[Opening DATA RECORDS section]
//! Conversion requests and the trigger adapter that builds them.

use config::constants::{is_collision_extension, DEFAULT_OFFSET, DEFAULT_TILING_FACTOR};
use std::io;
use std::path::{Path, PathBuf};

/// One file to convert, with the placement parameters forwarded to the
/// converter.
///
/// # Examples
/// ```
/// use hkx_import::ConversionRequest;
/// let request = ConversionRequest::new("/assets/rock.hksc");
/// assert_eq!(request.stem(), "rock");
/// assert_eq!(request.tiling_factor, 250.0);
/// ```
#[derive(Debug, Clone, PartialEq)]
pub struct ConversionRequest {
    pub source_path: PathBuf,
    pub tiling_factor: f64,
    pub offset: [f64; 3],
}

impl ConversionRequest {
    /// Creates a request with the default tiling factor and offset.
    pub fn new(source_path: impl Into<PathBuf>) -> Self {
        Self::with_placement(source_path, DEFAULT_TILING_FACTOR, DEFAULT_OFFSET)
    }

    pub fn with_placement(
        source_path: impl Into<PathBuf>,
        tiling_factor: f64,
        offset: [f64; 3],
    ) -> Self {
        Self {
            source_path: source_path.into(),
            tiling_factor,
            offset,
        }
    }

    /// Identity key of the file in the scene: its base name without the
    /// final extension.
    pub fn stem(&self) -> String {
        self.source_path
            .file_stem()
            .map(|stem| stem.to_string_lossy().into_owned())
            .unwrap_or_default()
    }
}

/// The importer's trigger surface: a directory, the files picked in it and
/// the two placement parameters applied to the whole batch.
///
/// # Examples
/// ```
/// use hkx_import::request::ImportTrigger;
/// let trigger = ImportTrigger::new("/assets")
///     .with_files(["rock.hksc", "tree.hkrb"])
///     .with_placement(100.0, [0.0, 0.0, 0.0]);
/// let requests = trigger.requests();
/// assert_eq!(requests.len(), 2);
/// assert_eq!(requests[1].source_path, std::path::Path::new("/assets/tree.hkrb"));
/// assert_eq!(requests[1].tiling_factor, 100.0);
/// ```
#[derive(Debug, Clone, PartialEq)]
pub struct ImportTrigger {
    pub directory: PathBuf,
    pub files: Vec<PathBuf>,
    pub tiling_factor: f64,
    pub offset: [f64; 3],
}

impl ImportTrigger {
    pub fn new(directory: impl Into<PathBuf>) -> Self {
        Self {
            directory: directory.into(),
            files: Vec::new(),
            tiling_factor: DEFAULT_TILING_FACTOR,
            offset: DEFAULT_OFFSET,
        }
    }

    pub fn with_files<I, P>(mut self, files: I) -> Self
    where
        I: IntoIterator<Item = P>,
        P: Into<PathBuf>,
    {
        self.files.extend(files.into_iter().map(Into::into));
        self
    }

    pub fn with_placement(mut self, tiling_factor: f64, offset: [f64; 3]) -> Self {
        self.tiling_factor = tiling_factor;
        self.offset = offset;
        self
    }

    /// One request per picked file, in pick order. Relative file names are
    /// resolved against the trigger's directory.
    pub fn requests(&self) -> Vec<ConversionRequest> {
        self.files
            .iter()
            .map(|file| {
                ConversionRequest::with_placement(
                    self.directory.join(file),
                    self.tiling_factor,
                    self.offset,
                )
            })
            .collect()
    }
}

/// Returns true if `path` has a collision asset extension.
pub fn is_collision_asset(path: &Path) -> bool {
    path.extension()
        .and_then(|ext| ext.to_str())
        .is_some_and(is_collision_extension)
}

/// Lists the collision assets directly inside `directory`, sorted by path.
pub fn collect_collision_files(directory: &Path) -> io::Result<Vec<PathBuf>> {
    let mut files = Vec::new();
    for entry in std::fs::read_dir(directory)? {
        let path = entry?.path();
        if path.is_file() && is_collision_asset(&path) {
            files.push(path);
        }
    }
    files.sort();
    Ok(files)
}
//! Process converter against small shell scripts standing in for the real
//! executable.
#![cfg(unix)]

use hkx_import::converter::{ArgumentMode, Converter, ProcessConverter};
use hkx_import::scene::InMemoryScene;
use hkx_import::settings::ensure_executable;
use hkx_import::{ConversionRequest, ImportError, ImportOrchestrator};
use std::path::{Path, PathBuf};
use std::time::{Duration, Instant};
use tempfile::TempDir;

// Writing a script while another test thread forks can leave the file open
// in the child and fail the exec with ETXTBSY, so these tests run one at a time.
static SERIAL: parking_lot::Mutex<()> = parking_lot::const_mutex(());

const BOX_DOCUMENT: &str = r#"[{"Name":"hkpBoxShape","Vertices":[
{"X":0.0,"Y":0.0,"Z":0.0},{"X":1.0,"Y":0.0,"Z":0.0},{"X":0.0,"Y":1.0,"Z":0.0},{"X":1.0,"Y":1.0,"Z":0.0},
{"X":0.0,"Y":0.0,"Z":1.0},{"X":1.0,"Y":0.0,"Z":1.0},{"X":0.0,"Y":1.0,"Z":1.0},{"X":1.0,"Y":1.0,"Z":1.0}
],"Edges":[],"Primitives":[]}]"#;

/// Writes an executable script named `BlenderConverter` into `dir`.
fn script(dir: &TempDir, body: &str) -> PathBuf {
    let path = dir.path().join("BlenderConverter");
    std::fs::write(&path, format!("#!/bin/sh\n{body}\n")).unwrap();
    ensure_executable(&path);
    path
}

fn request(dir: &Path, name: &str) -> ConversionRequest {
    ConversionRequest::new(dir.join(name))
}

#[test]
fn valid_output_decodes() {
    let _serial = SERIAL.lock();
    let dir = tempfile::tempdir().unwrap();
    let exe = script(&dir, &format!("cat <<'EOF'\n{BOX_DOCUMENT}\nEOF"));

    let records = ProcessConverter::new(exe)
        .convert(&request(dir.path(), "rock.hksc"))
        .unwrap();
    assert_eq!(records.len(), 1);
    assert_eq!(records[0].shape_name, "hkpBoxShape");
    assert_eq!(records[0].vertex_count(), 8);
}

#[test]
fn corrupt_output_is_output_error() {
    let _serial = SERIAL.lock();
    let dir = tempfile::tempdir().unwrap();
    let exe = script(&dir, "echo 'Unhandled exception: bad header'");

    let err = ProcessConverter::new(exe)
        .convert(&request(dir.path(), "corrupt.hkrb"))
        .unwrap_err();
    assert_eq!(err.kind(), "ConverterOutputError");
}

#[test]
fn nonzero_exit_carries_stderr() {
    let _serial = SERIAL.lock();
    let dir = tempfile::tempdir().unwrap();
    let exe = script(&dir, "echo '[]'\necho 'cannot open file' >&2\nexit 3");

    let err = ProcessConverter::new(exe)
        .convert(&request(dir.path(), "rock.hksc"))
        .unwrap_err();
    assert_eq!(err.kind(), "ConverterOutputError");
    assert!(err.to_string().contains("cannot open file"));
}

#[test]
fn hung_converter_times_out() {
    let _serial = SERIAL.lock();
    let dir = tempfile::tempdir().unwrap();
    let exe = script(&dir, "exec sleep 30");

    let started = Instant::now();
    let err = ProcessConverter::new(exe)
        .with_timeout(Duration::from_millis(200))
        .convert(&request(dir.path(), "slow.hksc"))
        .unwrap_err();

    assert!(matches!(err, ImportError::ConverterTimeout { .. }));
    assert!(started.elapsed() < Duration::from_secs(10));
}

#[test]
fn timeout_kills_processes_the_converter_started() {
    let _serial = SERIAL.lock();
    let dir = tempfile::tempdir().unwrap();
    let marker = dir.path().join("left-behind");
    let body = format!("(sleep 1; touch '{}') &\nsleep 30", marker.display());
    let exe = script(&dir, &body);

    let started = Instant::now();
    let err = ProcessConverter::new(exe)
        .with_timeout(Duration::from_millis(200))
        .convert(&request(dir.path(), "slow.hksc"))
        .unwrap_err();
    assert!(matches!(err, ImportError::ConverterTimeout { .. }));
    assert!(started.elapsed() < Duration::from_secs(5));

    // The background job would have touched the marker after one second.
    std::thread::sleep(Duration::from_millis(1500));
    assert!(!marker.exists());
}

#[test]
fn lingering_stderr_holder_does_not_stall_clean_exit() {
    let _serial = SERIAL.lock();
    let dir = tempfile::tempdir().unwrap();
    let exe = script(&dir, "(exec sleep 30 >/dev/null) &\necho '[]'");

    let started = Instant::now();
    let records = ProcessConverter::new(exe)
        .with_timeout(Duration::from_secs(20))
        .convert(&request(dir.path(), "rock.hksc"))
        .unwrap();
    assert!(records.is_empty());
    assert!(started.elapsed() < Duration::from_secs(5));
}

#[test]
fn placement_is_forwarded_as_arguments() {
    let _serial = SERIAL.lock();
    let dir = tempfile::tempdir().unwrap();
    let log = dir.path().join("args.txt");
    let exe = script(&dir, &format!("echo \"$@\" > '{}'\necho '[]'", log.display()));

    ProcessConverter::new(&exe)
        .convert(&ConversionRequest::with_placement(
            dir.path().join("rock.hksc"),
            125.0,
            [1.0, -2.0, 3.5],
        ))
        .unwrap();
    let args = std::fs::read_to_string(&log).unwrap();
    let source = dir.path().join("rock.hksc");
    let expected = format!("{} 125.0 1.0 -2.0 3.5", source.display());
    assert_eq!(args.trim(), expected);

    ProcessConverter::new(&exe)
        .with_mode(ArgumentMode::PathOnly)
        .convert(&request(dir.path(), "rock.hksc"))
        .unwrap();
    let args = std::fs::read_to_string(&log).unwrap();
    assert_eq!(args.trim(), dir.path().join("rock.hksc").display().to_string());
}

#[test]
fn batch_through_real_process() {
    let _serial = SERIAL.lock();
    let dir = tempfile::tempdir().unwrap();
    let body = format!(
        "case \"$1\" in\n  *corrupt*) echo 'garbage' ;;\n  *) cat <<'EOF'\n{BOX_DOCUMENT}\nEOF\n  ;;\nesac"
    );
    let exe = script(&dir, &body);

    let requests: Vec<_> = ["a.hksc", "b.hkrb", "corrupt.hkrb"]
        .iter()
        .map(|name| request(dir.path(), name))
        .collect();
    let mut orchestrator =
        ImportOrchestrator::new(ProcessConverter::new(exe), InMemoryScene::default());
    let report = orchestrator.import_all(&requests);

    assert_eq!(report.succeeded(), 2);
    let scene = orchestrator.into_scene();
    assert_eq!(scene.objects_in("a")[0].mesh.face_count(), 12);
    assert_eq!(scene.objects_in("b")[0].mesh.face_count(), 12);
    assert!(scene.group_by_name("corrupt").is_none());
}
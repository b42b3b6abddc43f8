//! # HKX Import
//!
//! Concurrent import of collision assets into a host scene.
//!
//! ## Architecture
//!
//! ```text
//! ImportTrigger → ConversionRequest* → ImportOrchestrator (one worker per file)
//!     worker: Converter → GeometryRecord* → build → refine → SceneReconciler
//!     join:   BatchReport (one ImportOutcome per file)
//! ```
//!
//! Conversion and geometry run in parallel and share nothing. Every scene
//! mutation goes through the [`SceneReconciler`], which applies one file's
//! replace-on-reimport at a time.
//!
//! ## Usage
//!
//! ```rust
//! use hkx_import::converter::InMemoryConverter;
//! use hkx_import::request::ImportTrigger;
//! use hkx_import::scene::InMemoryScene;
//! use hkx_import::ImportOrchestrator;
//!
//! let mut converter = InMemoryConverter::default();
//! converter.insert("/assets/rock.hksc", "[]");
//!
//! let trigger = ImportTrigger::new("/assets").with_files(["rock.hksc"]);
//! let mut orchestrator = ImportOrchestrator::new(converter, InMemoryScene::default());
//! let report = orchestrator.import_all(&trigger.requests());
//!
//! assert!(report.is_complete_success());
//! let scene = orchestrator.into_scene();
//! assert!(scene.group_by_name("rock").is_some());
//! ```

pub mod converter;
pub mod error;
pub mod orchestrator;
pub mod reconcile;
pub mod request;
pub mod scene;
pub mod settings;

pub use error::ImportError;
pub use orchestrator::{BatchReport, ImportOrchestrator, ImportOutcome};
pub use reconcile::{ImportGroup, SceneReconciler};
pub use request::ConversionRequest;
[Closing DATA RECORDS section]
EXERCISE BRIEF –
Each line that contains the string "sleep" should be copied from the data above.

ANSWER FOR THE TASK –
    let exe = script(&dir, "exec sleep 30");
    let body = format!("(sleep 1; touch '{}') &\nsleep 30", marker.display());
    std::thread::sleep(Duration::from_millis(1500));
    let exe = script(&dir, "(exec sleep 30 >/dev/null) &\necho '[]'");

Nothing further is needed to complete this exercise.